== Segment start ==

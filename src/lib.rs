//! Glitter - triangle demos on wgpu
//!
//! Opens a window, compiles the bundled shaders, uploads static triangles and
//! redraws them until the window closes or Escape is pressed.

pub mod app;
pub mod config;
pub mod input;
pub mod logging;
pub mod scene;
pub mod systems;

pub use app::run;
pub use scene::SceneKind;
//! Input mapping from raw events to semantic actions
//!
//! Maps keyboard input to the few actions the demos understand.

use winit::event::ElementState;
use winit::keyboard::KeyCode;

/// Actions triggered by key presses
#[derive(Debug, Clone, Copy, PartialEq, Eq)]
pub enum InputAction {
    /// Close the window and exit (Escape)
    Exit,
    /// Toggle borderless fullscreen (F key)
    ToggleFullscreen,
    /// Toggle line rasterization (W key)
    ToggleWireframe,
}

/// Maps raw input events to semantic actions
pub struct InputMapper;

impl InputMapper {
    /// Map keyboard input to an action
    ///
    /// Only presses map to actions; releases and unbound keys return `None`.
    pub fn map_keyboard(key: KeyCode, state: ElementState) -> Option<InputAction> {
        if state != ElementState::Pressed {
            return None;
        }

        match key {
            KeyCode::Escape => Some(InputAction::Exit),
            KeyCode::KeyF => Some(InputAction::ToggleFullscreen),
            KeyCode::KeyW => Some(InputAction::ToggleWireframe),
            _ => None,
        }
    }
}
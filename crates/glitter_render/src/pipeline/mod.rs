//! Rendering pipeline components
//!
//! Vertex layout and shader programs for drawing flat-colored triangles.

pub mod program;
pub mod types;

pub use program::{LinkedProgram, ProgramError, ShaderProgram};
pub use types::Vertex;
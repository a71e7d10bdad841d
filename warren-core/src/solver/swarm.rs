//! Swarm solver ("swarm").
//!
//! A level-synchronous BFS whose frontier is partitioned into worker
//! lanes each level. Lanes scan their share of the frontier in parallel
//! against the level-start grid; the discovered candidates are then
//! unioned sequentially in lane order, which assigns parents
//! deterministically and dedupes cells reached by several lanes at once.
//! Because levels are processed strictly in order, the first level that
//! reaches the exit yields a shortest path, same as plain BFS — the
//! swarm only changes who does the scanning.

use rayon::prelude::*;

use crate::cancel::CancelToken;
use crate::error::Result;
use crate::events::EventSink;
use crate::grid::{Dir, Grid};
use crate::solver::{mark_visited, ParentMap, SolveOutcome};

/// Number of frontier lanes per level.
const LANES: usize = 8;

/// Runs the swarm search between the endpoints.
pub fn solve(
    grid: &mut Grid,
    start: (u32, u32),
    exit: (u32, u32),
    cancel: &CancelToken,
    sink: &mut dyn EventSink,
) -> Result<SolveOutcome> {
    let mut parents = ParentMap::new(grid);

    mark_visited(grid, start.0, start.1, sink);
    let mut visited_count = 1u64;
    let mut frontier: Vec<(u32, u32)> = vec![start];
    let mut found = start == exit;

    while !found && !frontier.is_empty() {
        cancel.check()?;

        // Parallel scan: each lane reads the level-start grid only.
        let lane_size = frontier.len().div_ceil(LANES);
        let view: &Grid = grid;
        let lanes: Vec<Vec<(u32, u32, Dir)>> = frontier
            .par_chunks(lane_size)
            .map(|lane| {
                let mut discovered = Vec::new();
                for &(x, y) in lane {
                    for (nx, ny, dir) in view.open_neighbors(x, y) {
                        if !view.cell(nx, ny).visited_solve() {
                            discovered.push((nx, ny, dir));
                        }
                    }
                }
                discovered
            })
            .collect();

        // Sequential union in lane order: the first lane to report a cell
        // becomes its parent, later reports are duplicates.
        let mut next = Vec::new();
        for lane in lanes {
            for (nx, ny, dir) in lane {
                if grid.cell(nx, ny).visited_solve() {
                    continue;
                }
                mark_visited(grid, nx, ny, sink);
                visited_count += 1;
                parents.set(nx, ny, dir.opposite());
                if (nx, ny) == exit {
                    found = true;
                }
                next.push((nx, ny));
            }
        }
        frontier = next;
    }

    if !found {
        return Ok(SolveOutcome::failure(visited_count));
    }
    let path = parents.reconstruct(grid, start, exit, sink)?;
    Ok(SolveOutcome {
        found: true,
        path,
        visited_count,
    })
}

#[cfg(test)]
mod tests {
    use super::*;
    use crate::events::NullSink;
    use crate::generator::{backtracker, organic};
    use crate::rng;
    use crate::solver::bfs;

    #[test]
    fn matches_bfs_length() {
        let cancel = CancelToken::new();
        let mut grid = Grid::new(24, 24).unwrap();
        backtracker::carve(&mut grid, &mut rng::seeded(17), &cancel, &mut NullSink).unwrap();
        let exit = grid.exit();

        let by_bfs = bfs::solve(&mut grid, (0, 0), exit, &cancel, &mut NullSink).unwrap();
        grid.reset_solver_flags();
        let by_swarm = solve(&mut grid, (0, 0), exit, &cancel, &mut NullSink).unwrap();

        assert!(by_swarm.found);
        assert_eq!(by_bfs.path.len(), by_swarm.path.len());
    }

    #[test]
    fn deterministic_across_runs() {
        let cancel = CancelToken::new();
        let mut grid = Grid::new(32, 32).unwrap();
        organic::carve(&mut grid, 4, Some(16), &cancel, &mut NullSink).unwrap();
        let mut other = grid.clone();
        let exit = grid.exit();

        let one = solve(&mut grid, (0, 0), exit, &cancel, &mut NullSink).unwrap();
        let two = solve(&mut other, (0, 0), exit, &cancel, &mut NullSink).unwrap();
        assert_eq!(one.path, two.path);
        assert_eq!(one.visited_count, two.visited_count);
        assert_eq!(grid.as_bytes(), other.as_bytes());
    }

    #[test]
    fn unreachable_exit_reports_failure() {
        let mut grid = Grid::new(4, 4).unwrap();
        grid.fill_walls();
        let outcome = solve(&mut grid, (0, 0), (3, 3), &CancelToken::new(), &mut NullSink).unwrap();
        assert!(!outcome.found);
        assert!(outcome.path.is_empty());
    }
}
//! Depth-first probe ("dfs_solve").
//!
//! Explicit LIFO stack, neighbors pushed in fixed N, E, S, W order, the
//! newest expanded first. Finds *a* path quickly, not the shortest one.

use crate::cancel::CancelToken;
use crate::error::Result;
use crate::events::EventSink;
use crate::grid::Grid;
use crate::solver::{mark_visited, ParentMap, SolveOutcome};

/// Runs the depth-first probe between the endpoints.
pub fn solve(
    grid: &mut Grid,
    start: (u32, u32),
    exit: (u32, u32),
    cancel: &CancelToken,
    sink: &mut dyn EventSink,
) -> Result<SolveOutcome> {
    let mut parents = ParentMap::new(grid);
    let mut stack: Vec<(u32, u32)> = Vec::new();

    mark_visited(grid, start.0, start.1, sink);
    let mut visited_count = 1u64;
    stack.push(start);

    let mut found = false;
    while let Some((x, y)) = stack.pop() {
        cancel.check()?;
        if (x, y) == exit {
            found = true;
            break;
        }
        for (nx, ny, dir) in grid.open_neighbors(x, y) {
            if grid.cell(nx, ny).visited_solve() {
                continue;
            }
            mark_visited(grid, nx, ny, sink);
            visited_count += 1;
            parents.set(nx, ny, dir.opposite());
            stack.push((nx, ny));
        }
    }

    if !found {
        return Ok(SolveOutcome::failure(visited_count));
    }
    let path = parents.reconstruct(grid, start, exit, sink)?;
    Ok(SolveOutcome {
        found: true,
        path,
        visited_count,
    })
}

== Segment end ==
== Segment start ==

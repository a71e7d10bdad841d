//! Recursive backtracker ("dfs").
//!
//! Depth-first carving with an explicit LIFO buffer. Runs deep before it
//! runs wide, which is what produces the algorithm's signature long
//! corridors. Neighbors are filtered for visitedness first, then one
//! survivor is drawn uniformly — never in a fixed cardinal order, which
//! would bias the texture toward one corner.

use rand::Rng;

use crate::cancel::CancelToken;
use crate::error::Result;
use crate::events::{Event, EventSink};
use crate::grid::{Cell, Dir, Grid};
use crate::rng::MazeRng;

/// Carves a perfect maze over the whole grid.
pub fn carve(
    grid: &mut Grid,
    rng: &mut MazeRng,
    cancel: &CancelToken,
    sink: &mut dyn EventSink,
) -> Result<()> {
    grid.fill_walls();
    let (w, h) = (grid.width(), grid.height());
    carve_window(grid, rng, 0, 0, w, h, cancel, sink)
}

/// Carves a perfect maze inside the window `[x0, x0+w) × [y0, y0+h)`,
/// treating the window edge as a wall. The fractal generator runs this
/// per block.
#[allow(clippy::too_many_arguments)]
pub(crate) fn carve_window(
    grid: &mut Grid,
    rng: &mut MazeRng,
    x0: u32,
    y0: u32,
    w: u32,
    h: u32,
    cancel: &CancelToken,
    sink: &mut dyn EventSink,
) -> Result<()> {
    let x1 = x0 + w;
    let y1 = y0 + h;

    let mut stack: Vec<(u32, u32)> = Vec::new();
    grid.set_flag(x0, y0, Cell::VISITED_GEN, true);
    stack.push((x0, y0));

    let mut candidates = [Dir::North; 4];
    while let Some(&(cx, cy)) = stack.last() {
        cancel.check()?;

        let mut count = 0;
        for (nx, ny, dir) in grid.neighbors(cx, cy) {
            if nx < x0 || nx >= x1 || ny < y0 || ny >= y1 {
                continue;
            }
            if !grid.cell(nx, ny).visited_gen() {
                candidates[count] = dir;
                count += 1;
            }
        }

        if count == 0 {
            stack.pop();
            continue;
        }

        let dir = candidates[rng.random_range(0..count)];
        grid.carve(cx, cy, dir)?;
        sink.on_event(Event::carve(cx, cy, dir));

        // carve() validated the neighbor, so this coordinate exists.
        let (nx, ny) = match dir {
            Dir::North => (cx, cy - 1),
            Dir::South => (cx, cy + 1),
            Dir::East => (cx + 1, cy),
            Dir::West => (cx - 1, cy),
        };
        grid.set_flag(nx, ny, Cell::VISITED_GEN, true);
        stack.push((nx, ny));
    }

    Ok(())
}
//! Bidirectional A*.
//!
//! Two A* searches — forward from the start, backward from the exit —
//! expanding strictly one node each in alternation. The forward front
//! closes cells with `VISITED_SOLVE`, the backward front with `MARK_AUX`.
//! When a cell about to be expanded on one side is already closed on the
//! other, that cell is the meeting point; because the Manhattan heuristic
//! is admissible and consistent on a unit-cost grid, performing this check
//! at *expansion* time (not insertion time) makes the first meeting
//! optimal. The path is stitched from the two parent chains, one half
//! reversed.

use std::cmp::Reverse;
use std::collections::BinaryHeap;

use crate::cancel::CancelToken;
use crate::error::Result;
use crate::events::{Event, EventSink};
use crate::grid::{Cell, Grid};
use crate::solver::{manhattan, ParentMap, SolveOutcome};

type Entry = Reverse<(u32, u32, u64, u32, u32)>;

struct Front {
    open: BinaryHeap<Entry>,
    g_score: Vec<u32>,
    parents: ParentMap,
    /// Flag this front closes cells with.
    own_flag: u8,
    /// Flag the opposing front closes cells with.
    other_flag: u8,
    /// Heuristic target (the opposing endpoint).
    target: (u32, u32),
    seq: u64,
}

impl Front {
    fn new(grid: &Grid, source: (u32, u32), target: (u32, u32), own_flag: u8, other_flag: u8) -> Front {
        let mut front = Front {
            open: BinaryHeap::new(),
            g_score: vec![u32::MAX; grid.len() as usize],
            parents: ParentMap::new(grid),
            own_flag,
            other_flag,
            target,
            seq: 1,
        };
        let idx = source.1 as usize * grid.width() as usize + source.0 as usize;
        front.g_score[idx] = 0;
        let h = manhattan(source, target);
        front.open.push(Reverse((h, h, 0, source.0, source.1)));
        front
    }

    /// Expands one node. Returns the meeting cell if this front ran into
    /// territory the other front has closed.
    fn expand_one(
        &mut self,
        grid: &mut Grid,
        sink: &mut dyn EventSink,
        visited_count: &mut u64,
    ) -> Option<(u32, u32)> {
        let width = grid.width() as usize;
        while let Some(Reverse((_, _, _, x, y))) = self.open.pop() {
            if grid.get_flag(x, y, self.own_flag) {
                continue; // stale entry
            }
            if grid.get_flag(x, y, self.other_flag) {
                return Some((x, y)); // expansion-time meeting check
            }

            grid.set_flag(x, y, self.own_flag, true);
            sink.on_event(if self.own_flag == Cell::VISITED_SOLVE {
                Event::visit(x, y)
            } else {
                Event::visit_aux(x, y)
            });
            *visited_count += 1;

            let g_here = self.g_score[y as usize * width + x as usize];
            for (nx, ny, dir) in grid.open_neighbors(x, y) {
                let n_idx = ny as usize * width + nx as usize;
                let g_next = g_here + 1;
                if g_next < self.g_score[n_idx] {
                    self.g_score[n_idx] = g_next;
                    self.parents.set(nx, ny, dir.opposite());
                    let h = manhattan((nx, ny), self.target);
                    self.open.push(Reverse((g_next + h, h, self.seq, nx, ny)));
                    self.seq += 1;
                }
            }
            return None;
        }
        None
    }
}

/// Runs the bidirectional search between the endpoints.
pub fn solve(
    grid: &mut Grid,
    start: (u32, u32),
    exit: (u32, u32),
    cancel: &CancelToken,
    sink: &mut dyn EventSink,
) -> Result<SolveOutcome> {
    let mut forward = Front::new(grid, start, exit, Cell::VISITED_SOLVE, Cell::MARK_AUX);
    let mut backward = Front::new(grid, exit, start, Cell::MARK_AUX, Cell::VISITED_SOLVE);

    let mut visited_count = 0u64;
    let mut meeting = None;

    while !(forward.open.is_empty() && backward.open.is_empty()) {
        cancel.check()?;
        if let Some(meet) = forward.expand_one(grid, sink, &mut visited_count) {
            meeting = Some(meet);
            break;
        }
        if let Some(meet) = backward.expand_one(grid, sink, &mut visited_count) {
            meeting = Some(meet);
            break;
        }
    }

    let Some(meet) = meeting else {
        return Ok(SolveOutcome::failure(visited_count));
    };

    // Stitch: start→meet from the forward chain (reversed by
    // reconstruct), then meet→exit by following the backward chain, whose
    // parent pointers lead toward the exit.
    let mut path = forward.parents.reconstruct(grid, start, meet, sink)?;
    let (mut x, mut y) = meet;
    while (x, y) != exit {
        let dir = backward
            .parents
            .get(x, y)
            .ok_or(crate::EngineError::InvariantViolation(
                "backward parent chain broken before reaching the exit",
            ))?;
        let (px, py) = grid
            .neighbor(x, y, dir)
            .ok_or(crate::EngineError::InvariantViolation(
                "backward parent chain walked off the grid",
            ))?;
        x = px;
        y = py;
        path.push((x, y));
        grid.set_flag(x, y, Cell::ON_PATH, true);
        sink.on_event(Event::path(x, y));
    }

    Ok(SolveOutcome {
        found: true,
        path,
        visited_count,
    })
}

== Segment end ==

▶ Task item:
Output the material above exactly, but only from the line that carries "filename src/lib.rs" through the line that carries "by key presses".

▶ Written solution:
filename src/lib.rs
//! Glitter - triangle demos on wgpu
//!
//! Opens a window, compiles the bundled shaders, uploads static triangles and
//! redraws them until the window closes or Escape is pressed.

pub mod app;
pub mod config;
pub mod input;
pub mod logging;
pub mod scene;
pub mod systems;

pub use app::run;
pub use scene::SceneKind;
//! Input mapping from raw events to semantic actions
//!
//! Maps keyboard input to the few actions the demos understand.

use winit::event::ElementState;
use winit::keyboard::KeyCode;

/// Actions triggered by key presses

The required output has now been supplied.